■ Task description ■
Go through the records below and return each line that has "right" in it.

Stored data
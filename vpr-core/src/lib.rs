//! # VPR Core
//!
//! This library provides common abstractions and types for geo-supervised visual
//! place recognition (VPR) in Rust. All the crates in the vpr ecosystem that have
//! or depend on VPR types depend on this crate. This includes things like camera
//! positions, compass headings, and field-of-view sectors. The crate is designed
//! to be very small so that it adds negligable build time.
//!
//! The crate is designed to work with `#![no_std]`. `libm` is used (through
//! [`num-traits`] and `nalgebra`) for all math algorithms that aren't present in
//! `core`. Any code that doesn't need to be shared across all VPR crates should
//! not belong in this crate.
//!
//! ## Conventions
//!
//! Positions live on a planar metric grid (projected UTM-like easting/northing
//! in meters). Headings arrive in compass convention (0 = north, clockwise
//! positive, degrees) and are converted to the standard mathematical convention
//! (0 = east, counter-clockwise positive, radians) before any geometry is built
//! from them. The conversion is a fixed rule:
//!
//! ```text
//! cartesian_deg = (450 - compass_deg) mod 360
//! ```
//!
//! A camera's visible ground area is approximated by a triangular wedge
//! protruding from its position along its heading:
//!
//! ```text
//!         e1        e2
//!          \        /
//!           \      /
//!            \    /
//!             \  /
//!              O      O = camera position, e1/e2 = wedge edge points
//! ```

#![no_std]

mod heading;
mod position;
mod sector;

pub use heading::*;
pub use nalgebra;
pub use position::*;
pub use sector::*;
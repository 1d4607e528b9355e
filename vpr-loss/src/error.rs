use thiserror::Error;

/// Batch-structure violations.
///
/// Every variant signals a caller bug in how the batch was assembled, so none
/// of them is retryable: the batch must be rebuilt before the engine is called
/// again. Degenerate geometry is deliberately not represented here; a
/// zero-area view sector simply produces an overlap of 0.
#[derive(Error, Debug, Clone, Copy, PartialEq, Eq)]
pub enum ShapeError {
    #[error("label vector has {labels} entries but the embedding matrix has {columns} columns")]
    LabelLength { labels: usize, columns: usize },

    #[error("no query sentinel in the label vector")]
    NoQueries,

    #[error("{columns} embedding columns cannot be split into {queries} equal tuples")]
    RaggedTuples { columns: usize, queries: usize },

    #[error("tuple {tuple} does not carry the query sentinel at its first column")]
    MisplacedSentinel { tuple: usize },

    #[error("per-pair vectors disagree in length: {left} vs {right}")]
    LengthMismatch { left: usize, right: usize },
}
use derive_more::{AsMut, AsRef, Deref, DerefMut, From, Into};

#[cfg(feature = "serde-serialize")]
use serde::{Deserialize, Serialize};

/// A camera heading in compass convention: 0 degrees points north and angles
/// grow clockwise. Any real value is accepted; the angle is reduced into
/// `[0, 360)` degree space when converted.
///
/// GPS records commonly store the camera azimuth this way, while all of the
/// geometry in the vpr crates is performed in the standard mathematical
/// convention (0 = east, counter-clockwise positive, radians). Use
/// [`Heading::cartesian_radians`] to cross that boundary.
#[derive(Debug, Clone, Copy, PartialEq, PartialOrd, AsMut, AsRef, Deref, DerefMut, From, Into)]
#[cfg_attr(feature = "serde-serialize", derive(Serialize, Deserialize))]
pub struct Heading(pub f64);

impl Heading {
    /// Creates a heading from compass degrees.
    pub fn new(compass_degrees: f64) -> Self {
        Self(compass_degrees)
    }

    /// The heading in the mathematical convention, in degrees within `[0, 360)`.
    ///
    /// Compass north (0) maps to cartesian up (90) and compass east (90) maps
    /// to cartesian right (0).
    ///
    /// ```
    /// use vpr_core::Heading;
    /// assert_eq!(Heading(0.0).cartesian_degrees(), 90.0);
    /// assert_eq!(Heading(90.0).cartesian_degrees(), 0.0);
    /// ```
    pub fn cartesian_degrees(self) -> f64 {
        // `%` keeps the sign of the dividend, so fold negatives back into range.
        let degrees = (450.0 - self.0) % 360.0;
        if degrees < 0.0 {
            degrees + 360.0
        } else {
            degrees
        }
    }

    /// The heading in the mathematical convention, in radians within `[0, 2π)`.
    ///
    /// This is a total function: any real compass angle, including values far
    /// outside `[0, 360)`, reduces to the equivalent cartesian angle.
    ///
    /// ```
    /// use core::f64::consts::FRAC_PI_2;
    /// use vpr_core::Heading;
    /// assert!((Heading(0.0).cartesian_radians() - FRAC_PI_2).abs() < 1e-12);
    /// ```
    pub fn cartesian_radians(self) -> f64 {
        self.cartesian_degrees() * core::f64::consts::PI / 180.0
    }
}
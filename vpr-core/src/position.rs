use derive_more::{AsMut, AsRef, Deref, DerefMut, From, Into};
use nalgebra::{Point2, Vector2};
use num_traits::Float;

#[cfg(feature = "serde-serialize")]
use serde::{Deserialize, Serialize};

/// A camera position on the ground plane in a planar metric coordinate system,
/// such as projected UTM easting/northing in meters. Components are assumed
/// finite.
///
/// This type should be used wherever a GPS record has already been projected
/// onto the plane. Distances between positions are real-world meters, which is
/// what makes them usable as regression targets for embedding distances.
#[derive(Debug, Clone, Copy, PartialEq, PartialOrd, AsMut, AsRef, Deref, DerefMut, From, Into)]
#[cfg_attr(feature = "serde-serialize", derive(Serialize, Deserialize))]
pub struct Position(pub Point2<f64>);

impl Position {
    /// Creates a position from easting/northing coordinates.
    pub fn new(easting: f64, northing: f64) -> Self {
        Self(Point2::new(easting, northing))
    }

    /// Euclidean ground distance to another position, in the units of the
    /// underlying coordinate system (meters for UTM).
    ///
    /// ```
    /// use vpr_core::Position;
    /// let a = Position::new(0.0, 0.0);
    /// let b = Position::new(3.0, 4.0);
    /// assert_eq!(a.distance(b), 5.0);
    /// ```
    pub fn distance(self, other: Position) -> f64 {
        (self.0 - other.0).norm()
    }

    /// The point reached by travelling `distance` from this position along a
    /// cartesian angle in radians (0 = east, counter-clockwise positive).
    pub fn offset(self, angle: f64, distance: f64) -> Position {
        Position(self.0 + Vector2::new(distance * angle.cos(), distance * angle.sin()))
    }
}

■ Your response ■
    #[error("per-pair vectors disagree in length: {left} vs {right}")]
    LengthMismatch { left: usize, right: usize },
    /// to cartesian right (0).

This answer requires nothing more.